[cfe-dev] [analyzer] Rough sketch of the algorithm for "Enhancing bug reporting with static backward program slicing"
Kristóf Umann via cfe-dev
cfe-dev at lists.llvm.org
Thu May 30 16:48:55 PDT 2019
Allow me to elaborate.
*Example 1.:*
01 int flag;
02 bool coin();
03
04 void foo() {
05 flag = coin(); // no note
06 }
07
08 int main() {
09 int *x = 0; // x initialized to 0
10 flag = 1;
11 foo();
12 if (flag) // assumed false
13 x = new int;
14 foo();
15
16 if (flag) // assumed true
17 *x = 5; // warn
18 }
*Example 2.: (note the change on line 15)*
01 int flag;
02 bool coin();
03
04 void foo() {
05 flag = coin(); // no note
06 }
07
08 int main() {
09 int *x = 0;
10 flag = 1;
11 foo();
12 if (flag) // assumed false
13 x = new int;
14 foo();
15 x = 0; // x set to 0
16 if (flag) // assumed true
17 *x = 5; // warn
18 }
By tweaking trackExpressionValue a bit:
bool trackExpressionValue(const ExplodedNode *N,
const Stmt *S, BugReport &R,
bool IsArg=false,
bool EnableNullFPSuppression=true);
Should a block B in the bug path be a control dependency of N, track the
expression value in the condition of B. With that, I believe we should get
a note for statement 14. For statement 10, we still wouldn’t get a note
saying that flag’s value was invalidated (I fear), but it’s more of a
should-not-have-happened case. For Example 2 however, we’d get a pretty
much perfect bug report.
On Fri, 31 May 2019 at 00:16, Kristóf Umann <dkszelethus at gmail.com> wrote:
>
>
> On Mon, 27 May 2019 at 19:48, Artem Dergachev <noqnoqneo at gmail.com> wrote:
>
>>
>>
>> On 5/27/19 10:12 AM, Gábor Horváth wrote:
>> > Hi!
>> >
>> > I wanted to share some of my points as well but had little time to do
>> so.
>> >
>> > Artem identified two kinds of issues.

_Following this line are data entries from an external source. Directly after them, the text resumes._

// コアレイヤー - 基盤となるトレイト、型、エラー定義
// 他のレイヤーから参照される基本的な抽象化を提供

pub mod error;
pub mod traits;
pub mod types;

// 公開API - 明示的にエクスポートして曖昧性を回避
pub use error::{Axis, BufferError, PartitionError, PoolError, RenderError, RenderResult};
pub use traits::{
    ImageSink, MockImageSink, MockPoolConfig, MockProgressReporter, PoolConfig, ProgressReporter,
    RegionRenderer,
};
pub use types::{QueueMode, Region, RenderSummary, Rgb8Image};
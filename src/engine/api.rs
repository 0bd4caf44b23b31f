// 高レベル公開API
// RenderEngineを簡単に使用できるようにするための便利な関数

use super::RenderEngine;
use crate::{
    core::{ImageSink, ProgressReporter, RenderError, RenderResult, RenderSummary},
    scene::{Camera, PathTracer, Scene},
    services::{ConsoleProgressReporter, DefaultRenderConfig, NoOpProgressReporter},
};
use std::sync::Arc;

/// 設定からパストレーサーを構築
///
/// シーンファイルが指定されていればそれを読み込み、なければコーネルボックスを使う。
pub fn build_path_tracer(config: &DefaultRenderConfig) -> RenderResult<PathTracer> {
    let scene = match config.scene_path() {
        Some(path) => {
            Scene::from_json_file(path).map_err(|e| RenderError::configuration(format!("{e:#}")))?
        }
        None => Scene::cornell_box(),
    };
    let (width, height) = (config.width(), config.height());
    Ok(PathTracer::new(
        Arc::new(scene),
        Camera::cornell_box(width, height),
        width,
        height,
        config.samples(),
    ))
}

/// RenderEngine作成のヘルパー関数
///
/// コンソールに進捗を表示するエンジン
pub fn create_default_render_engine(
    config: DefaultRenderConfig,
) -> RenderResult<RenderEngine<PathTracer, ConsoleProgressReporter>> {
    let tracer = build_path_tracer(&config)?;
    Ok(RenderEngine::new(tracer, config, ConsoleProgressReporter::new()))
}

/// RenderEngine作成のヘルパー関数（静音版）
///
/// テストやベンチマーク用
pub fn create_quiet_render_engine(
    config: DefaultRenderConfig,
) -> RenderResult<RenderEngine<PathTracer, NoOpProgressReporter>> {
    let tracer = build_path_tracer(&config)?;
    Ok(RenderEngine::new(tracer, config, NoOpProgressReporter::new()))
}

/// レンダリングして出力先へ書き出す
///
/// 出力先へは全ワーカーの終了と共有バッファの回収が済んでから渡される。
pub fn render_to_sink<P, S>(
    engine: &RenderEngine<PathTracer, P>,
    sink: &S,
) -> RenderResult<RenderSummary>
where
    P: ProgressReporter + 'static,
    S: ImageSink + ?Sized,
{
    let output = engine.run()?;
    sink.write_image(&output.to_image())
        .map_err(RenderError::persistence)?;
    Ok(output.summary)
}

One of which has all the
>> > information available in the bug path (in his terminology:
>> > must-have-happened) and the other which has not (
>> > should-not-have-happened). The goal is the same in both of the cases,
>> > identify all dependencies including control and data dependencies. The
>> > main difference is that in one case we could use all the information
>> > available in the bug path while in the other we cannot.
>> >
>> > 1. must-have-happened:
>> > Since the bug-path contains all the information we need, I do agree
>> > with Artem using bug path visitors might be sufficient. I do not know
>> > how reliable `trackExpressionValue` is in identifying data
>> > dependencies, but revising it could be one step in GSoC. For example,
>> > after quickly skimming through the implementation I am not sure if it
>> > is able to track the source of a constant value that was constant
>> > folded during the symbolic execution from different values.
>>
>> It should be able to, because that's how inlined defensive check
>> suppressions work.
>>
>
> I recently finished (not yet published) my work on implementing control
> dependencies for clang's CFG via LLVM's IDFCalculator. Theoretically
> speaking, by simply tracking the variables in the block that is a control
> dependency of the block that is being tracked, we should be able to get a
> proper bug report for Example 1? From afar, it seems reasonable.
>
>
>> > Only if we had a way to test this functionality in isolation quickly
>> > :) I think making that possible would also be a valuable addition.
>> >
>> > For control dependencies, it is great that LLVM already has some
>> > algorithms to calculate dominator sets and it might be possible to
>> > make that work for the Clang CFG.
>> >
>> > In my opinion, if you only tackle these problems by the end of the
>> > summer your project already brought great value to the community.
>> >
>> > 2. should-not-have-happened
>> > This category cannot be solved only using visitors for sure. So we
>> > might end up with an implementation for this problem that is
>> > completely separate from the previous one (maybe except for getting
>> > control dependencies?). As Artem pointed out, we might query some
>> > information from the analyzer e.g. which functions were inlined. One
>> > option is to use a slicing algorithm here. However, we should make
>> > sure that the way a function is conservatively evaluated by the
>> > slicing algorithm and the analyzer is compatible. E.g.: if the
>> > analyzer does not invalidate a memory region during evaluating the
>> > call, the statement should not be considered as relevant for the
>> > variable in question. We have several challenges here, the analyzer
>> > reasons about memory regions while the slicing algorithm will probably
>> > not. Also, we need to do something with pointers, since we do not want
>> > to implement a full-fledged pointer analysis. We also need to decide
>> > how to represent arrays, structures etc.
>> >
>> > I skimmed through the algorithm in the google docs, and I think there
>> > are some other details we need to work out. For example, you never
>> > remove anything from the set of relevant variables. Consider the
>> > following example:
>> > x = 5;
>> > y = x + 2;
>> > y = 2;
>> > z = y + 3;
>> >
>> > Whit the slicing criterion (z = y + 3). Here, once y is overwritten
>> > with 2, it is no longer relevant, sox should not end up in the slice.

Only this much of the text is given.